*Work to complete*. Output all of the entries beneath, exactly as written.

*Dataset*.
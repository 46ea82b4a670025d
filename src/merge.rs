use std::path::{Path, PathBuf};

use jwalk::WalkDir;
use lazy_static::lazy_static;
use regex::Regex;
use tracing::{info, warn};

use crate::error::Result;
use crate::local::{dedup_first, read_results, write_results_file};
use crate::record::CheckResult;

pub const MERGED_FILENAME: &str = "final_transcript_availability.csv";
pub const WITH_BANGLA_FILENAME: &str = "videos_with_bangla.csv";
pub const WITH_TRANSCRIPTS_FILENAME: &str = "videos_with_transcripts.csv";
pub const WITHOUT_TRANSCRIPTS_FILENAME: &str = "videos_without_transcripts.csv";

lazy_static! {
  static ref RESULT_FILE_REGEX: Regex =
    Regex::new(r"^(results_.*\.csv|transcript_availability\.csv|batch_.*_result\.csv)$").unwrap();
}

/// Result tables sitting directly in `dir`, sorted by path.
pub fn find_result_files(dir: &Path) -> Vec<PathBuf> {
  let mut files: Vec<PathBuf> = WalkDir::new(dir)
    .sort(true)
    .min_depth(1)
    .max_depth(1)
    .into_iter()
    .flatten()
    .filter(|entry| entry.file_type().is_file())
    .filter(|entry| {
      entry
        .file_name()
        .to_str()
        .map(|name| RESULT_FILE_REGEX.is_match(name))
        .unwrap_or(false)
    })
    .map(|entry| entry.path())
    .collect();
  files.sort();
  files.dedup();
  files
}

#[derive(Debug, Clone, PartialEq, Eq)]
pub struct MergeReport {
  /// Each input file with its row count, in merge order.
  pub inputs: Vec<(PathBuf, usize)>,
  pub duplicates_removed: usize,
  pub merged: Vec<CheckResult>,
}

/// Concatenates tables in order and keeps the first row seen for each id.
pub fn merge_tables(tables: Vec<Vec<CheckResult>>) -> (Vec<CheckResult>, usize) {
  let combined: Vec<CheckResult> = tables.into_iter().flatten().collect();
  let before = combined.len();
  let merged = dedup_first(combined);
  let removed = before - merged.len();
  (merged, removed)
}

pub fn merge_files(files: &[PathBuf]) -> Result<MergeReport> {
  let mut inputs = Vec::with_capacity(files.len());
  let mut tables = Vec::with_capacity(files.len());
  for path in files {
    let table = read_results(path)?;
    info!(file = %path.display(), rows = table.len(), "loaded result file");
    inputs.push((path.clone(), table.len()));
    tables.push(table);
  }
  let (merged, duplicates_removed) = merge_tables(tables);
  if duplicates_removed > 0 {
    warn!(duplicates_removed, "removed duplicate entries");
  }
  Ok(MergeReport {
    inputs,
    duplicates_removed,
    merged,
  })
}

pub fn with_bangla(results: &[CheckResult]) -> Vec<CheckResult> {
  results.iter().filter(|r| r.has_bangla).cloned().collect()
}

pub fn with_transcripts(results: &[CheckResult]) -> Vec<CheckResult> {
  results.iter().filter(|r| r.has_transcript).cloned().collect()
}

pub fn without_transcripts(results: &[CheckResult]) -> Vec<CheckResult> {
  results.iter().filter(|r| !r.has_transcript).cloned().collect()
}

/// Writes the merged table and its filtered subsets into `dir`.
pub fn write_outputs(dir: &Path, merged: &[CheckResult]) -> Result<Vec<(PathBuf, usize)>> {
  let outputs = [
    (MERGED_FILENAME, merged.to_vec()),
    (WITH_BANGLA_FILENAME, with_bangla(merged)),
    (WITH_TRANSCRIPTS_FILENAME, with_transcripts(merged)),
    (WITHOUT_TRANSCRIPTS_FILENAME, without_transcripts(merged)),
  ];
  let mut written = Vec::with_capacity(outputs.len());
  for (name, rows) in outputs {
    let path = dir.join(name);
    write_results_file(&path, &rows)?;
    info!(file = %path.display(), rows = rows.len(), "wrote");
    written.push((path, rows.len()));
  }
  Ok(written)
}

#[cfg(test)]
mod tests {
  use super::*;
  use crate::record::Status;
  use crate::remote::TranscriptDescriptor;
  use std::fs;

  fn available(id: &str, code: &str) -> CheckResult {
    CheckResult::available(
      id,
      &[TranscriptDescriptor {
        language_code: code.into(),
        is_generated: false,
      }],
    )
  }

  #[test]
  fn merging_with_itself_is_one_copy() {
    let table = vec![available("a", "bn"), CheckResult::missing("b", Status::Disabled)];
    let (merged, removed) = merge_tables(vec![table.clone(), table.clone()]);
    assert_eq!(merged, table);
    assert_eq!(removed, 2);
  }

  #[test]
  fn first_occurrence_wins() {
    let first = vec![CheckResult::missing("a", Status::RateLimited)];
    let second = vec![available("a", "en"), available("b", "en")];
    let (merged, removed) = merge_tables(vec![first, second]);
    assert_eq!(removed, 1);
    assert_eq!(merged[0].status, Status::RateLimited);
    assert_eq!(merged[1].video_id, "b");
  }

  #[test]
  fn subsets() {
    let table = vec![
      available("a", "bn"),
      available("b", "en"),
      CheckResult::missing("c", Status::Unavailable),
    ];
    assert_eq!(with_bangla(&table).len(), 1);
    assert_eq!(with_transcripts(&table).len(), 2);
    assert_eq!(without_transcripts(&table)[0].video_id, "c");
  }

  #[test]
  fn discovers_result_files_only() {
    let dir = tempfile::tempdir().unwrap();
    for name in [
      "results_0.csv",
      "results_1.csv",
      "transcript_availability.csv",
      "batch_3_result.csv",
      "batch_3.csv",
      "video_ids.csv",
      "results_0.txt",
    ] {
      fs::write(dir.path().join(name), "").unwrap();
    }
    fs::create_dir(dir.path().join("results_dir.csv")).unwrap();
    let names: Vec<String> = find_result_files(dir.path())
      .iter()
      .map(|p| p.file_name().unwrap().to_string_lossy().into_owned())
      .collect();
    assert_eq!(
      names,
      vec![
        "batch_3_result.csv",
        "results_0.csv",
        "results_1.csv",
        "transcript_availability.csv"
      ]
    );
  }

  #[test]
  fn writes_all_outputs() {
    let dir = tempfile::tempdir().unwrap();
    let merged = vec![available("a", "bn"), CheckResult::missing("b", Status::Disabled)];
    let written = write_outputs(dir.path(), &merged).unwrap();
    let counts: Vec<usize> = written.iter().map(|(_, n)| *n).collect();
    assert_eq!(counts, vec![2, 1, 1, 1]);
    let reread = read_results(&dir.path().join(MERGED_FILENAME)).unwrap();
    assert_eq!(reread, merged);
  }
}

*Solution for this exercise*.
repository 46ea82b4a670025d
filename src/merge.rs
use std::path::{Path, PathBuf};

use jwalk::WalkDir;
use lazy_static::lazy_static;
use regex::Regex;
use tracing::{info, warn};

use crate::error::Result;
use crate::local::{dedup_first, read_results, write_results_file};
use crate::record::CheckResult;

pub const MERGED_FILENAME: &str = "final_transcript_availability.csv";
pub const WITH_BANGLA_FILENAME: &str = "videos_with_bangla.csv";
pub const WITH_TRANSCRIPTS_FILENAME: &str = "videos_with_transcripts.csv";
pub const WITHOUT_TRANSCRIPTS_FILENAME: &str = "videos_without_transcripts.csv";

lazy_static! {
  static ref RESULT_FILE_REGEX: Regex =
    Regex::new(r"^(results_.*\.csv|transcript_availability\.csv|batch_.*_result\.csv)$").unwrap();
}

/// Result tables sitting directly in `dir`, sorted by path.
pub fn find_result_files(dir: &Path) -> Vec<PathBuf> {
  let mut files: Vec<PathBuf> = WalkDir::new(dir)
    .sort(true)
    .min_depth(1)
    .max_depth(1)
    .into_iter()
    .flatten()
    .filter(|entry| entry.file_type().is_file())
    .filter(|entry| {
      entry
        .file_name()
        .to_str()
        .map(|name| RESULT_FILE_REGEX.is_match(name))
        .unwrap_or(false)
    })
    .map(|entry| entry.path())
    .collect();
  files.sort();
  files.dedup();
  files
}

#[derive(Debug, Clone, PartialEq, Eq)]
pub struct MergeReport {
  /// Each input file with its row count, in merge order.
  pub inputs: Vec<(PathBuf, usize)>,
  pub duplicates_removed: usize,
  pub merged: Vec<CheckResult>,
}

/// Concatenates tables in order and keeps the first row seen for each id.
pub fn merge_tables(tables: Vec<Vec<CheckResult>>) -> (Vec<CheckResult>, usize) {
  let combined: Vec<CheckResult> = tables.into_iter().flatten().collect();
  let before = combined.len();
  let merged = dedup_first(combined);
  let removed = before - merged.len();
  (merged, removed)
}

pub fn merge_files(files: &[PathBuf]) -> Result<MergeReport> {
  let mut inputs = Vec::with_capacity(files.len());
  let mut tables = Vec::with_capacity(files.len());
  for path in files {
    let table = read_results(path)?;
    info!(file = %path.display(), rows = table.len(), "loaded result file");
    inputs.push((path.clone(), table.len()));
    tables.push(table);
  }
  let (merged, duplicates_removed) = merge_tables(tables);
  if duplicates_removed > 0 {
    warn!(duplicates_removed, "removed duplicate entries");
  }
  Ok(MergeReport {
    inputs,
    duplicates_removed,
    merged,
  })
}

pub fn with_bangla(results: &[CheckResult]) -> Vec<CheckResult> {
  results.iter().filter(|r| r.has_bangla).cloned().collect()
}

pub fn with_transcripts(results: &[CheckResult]) -> Vec<CheckResult> {
  results.iter().filter(|r| r.has_transcript).cloned().collect()
}

pub fn without_transcripts(results: &[CheckResult]) -> Vec<CheckResult> {
  results.iter().filter(|r| !r.has_transcript).cloned().collect()
}

/// Writes the merged table and its filtered subsets into `dir`.
pub fn write_outputs(dir: &Path, merged: &[CheckResult]) -> Result<Vec<(PathBuf, usize)>> {
  let outputs = [
    (MERGED_FILENAME, merged.to_vec()),
    (WITH_BANGLA_FILENAME, with_bangla(merged)),
    (WITH_TRANSCRIPTS_FILENAME, with_transcripts(merged)),
    (WITHOUT_TRANSCRIPTS_FILENAME, without_transcripts(merged)),
  ];
  let mut written = Vec::with_capacity(outputs.len());
  for (name, rows) in outputs {
    let path = dir.join(name);
    write_results_file(&path, &rows)?;
    info!(file = %path.display(), rows = rows.len(), "wrote");
    written.push((path, rows.len()));
  }
  Ok(written)
}

#[cfg(test)]
mod tests {
  use super::*;
  use crate::record::Status;
  use crate::remote::TranscriptDescriptor;
  use std::fs;

  fn available(id: &str, code: &str) -> CheckResult {
    CheckResult::available(
      id,
      &[TranscriptDescriptor {
        language_code: code.into(),
        is_generated: false,
      }],
    )
  }

  #[test]
  fn merging_with_itself_is_one_copy() {
    let table = vec![available("a", "bn"), CheckResult::missing("b", Status::Disabled)];
    let (merged, removed) = merge_tables(vec![table.clone(), table.clone()]);
    assert_eq!(merged, table);
    assert_eq!(removed, 2);
  }

  #[test]
  fn first_occurrence_wins() {
    let first = vec![CheckResult::missing("a", Status::RateLimited)];
    let second = vec![available("a", "en"), available("b", "en")];
    let (merged, removed) = merge_tables(vec![first, second]);
    assert_eq!(removed, 1);
    assert_eq!(merged[0].status, Status::RateLimited);
    assert_eq!(merged[1].video_id, "b");
  }

  #[test]
  fn subsets() {
    let table = vec![
      available("a", "bn"),
      available("b", "en"),
      CheckResult::missing("c", Status::Unavailable),
    ];
    assert_eq!(with_bangla(&table).len(), 1);
    assert_eq!(with_transcripts(&table).len(), 2);
    assert_eq!(without_transcripts(&table)[0].video_id, "c");
  }

  #[test]
  fn discovers_result_files_only() {
    let dir = tempfile::tempdir().unwrap();
    for name in [
      "results_0.csv",
      "results_1.csv",
      "transcript_availability.csv",
      "batch_3_result.csv",
      "batch_3.csv",
      "video_ids.csv",
      "results_0.txt",
    ] {
      fs::write(dir.path().join(name), "").unwrap();
    }
    fs::create_dir(dir.path().join("results_dir.csv")).unwrap();
    let names: Vec<String> = find_result_files(dir.path())
      .iter()
      .map(|p| p.file_name().unwrap().to_string_lossy().into_owned())
      .collect();
    assert_eq!(
      names,
      vec![
        "batch_3_result.csv",
        "results_0.csv",
        "results_1.csv",
        "transcript_availability.csv"
      ]
    );
  }

  #[test]
  fn writes_all_outputs() {
    let dir = tempfile::tempdir().unwrap();
    let merged = vec![available("a", "bn"), CheckResult::missing("b", Status::Disabled)];
    let written = write_outputs(dir.path(), &merged).unwrap();
    let counts: Vec<usize> = written.iter().map(|(_, n)| *n).collect();
    assert_eq!(counts, vec![2, 1, 1, 1]);
    let reread = read_results(&dir.path().join(MERGED_FILENAME)).unwrap();
    assert_eq!(reread, merged);
  }
}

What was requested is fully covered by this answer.